• **Work task**:
Find the lines in the records below that contain "window", and report each of them.

Records excerpted from a collection:
//! Glasspane configuration system.
//!
//! TOML-based configuration with validation. Every section uses serde
//! defaults so a partial (or empty) config file works out of the box.
//!
//! # Quick Start
//!
//! ```rust,no_run
//! use glasspane_config::{load_config, config_to_json};
//!
//! let config = load_config().expect("failed to load config");
//! println!("{}", config_to_json(&config));
//! ```

pub mod schema;
pub mod toml_loader;
pub mod validation;

pub use schema::{GlasspaneConfig, CONFIG_SCHEMA_VERSION};

use glasspane_common::ConfigError;
use std::path::Path;

/// Load config from the platform default path and validate it.
///
/// Creates a commented default `config.toml` if none exists.
pub fn load_config() -> Result<GlasspaneConfig, ConfigError> {
    let config = toml_loader::load_default()?;
    validation::validate(&config)?;
    Ok(config)
}

/// Load config from an explicit path (the `--config` override) and validate it.
pub fn load_config_from(path: &Path) -> Result<GlasspaneConfig, ConfigError> {
    if !path.exists() {
        return Err(ConfigError::FileNotFound(path.to_path_buf()));
    }
    let config = toml_loader::load_from_path(path)?;
    validation::validate(&config)?;
    Ok(config)
}

/// Serialize a config to a pretty-printed JSON string.
pub fn config_to_json(config: &GlasspaneConfig) -> String {
    serde_json::to_string_pretty(config)
        .unwrap_or_else(|e| format!("{{\"error\": \"failed to serialize config: {e}\"}}"))
}

#[cfg(test)]
mod tests {
    use super::*;

    #[test]
    fn config_to_json_contains_all_sections() {
        let config = GlasspaneConfig::default();
        let json = config_to_json(&config);
        for section in [
            "\"window\"",
            "\"splash\"",
            "\"fade\"",
            "\"resize\"",
            "\"animation\"",
            "\"dev\"",
            "\"logging\"",
        ] {
            assert!(json.contains(section), "missing {section}");
        }
    }

    #[test]
    fn config_schema_version_is_1() {
        assert_eq!(CONFIG_SCHEMA_VERSION, 1);
    }

    #[test]
    fn load_config_from_missing_path_is_file_not_found() {
        let err = load_config_from(Path::new("/tmp/nonexistent_glasspane.toml")).unwrap_err();
        assert!(matches!(err, ConfigError::FileNotFound(_)));
    }

    #[test]
    fn load_config_from_rejects_invalid_values() {
        let dir = tempfile::tempdir().unwrap();
        let path = dir.path().join("config.toml");
        std::fs::write(&path, "[window]\nmin_width = 0\n").unwrap();

        let err = load_config_from(&path).unwrap_err();
        assert!(matches!(err, ConfigError::ValidationError(_)));
        assert!(err.to_string().contains("window.min_width"));
    }
}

• **Output below**:
            "\"window\"",
        std::fs::write(&path, "[window]\nmin_width = 0\n").unwrap();
        assert!(err.to_string().contains("window.min_width"));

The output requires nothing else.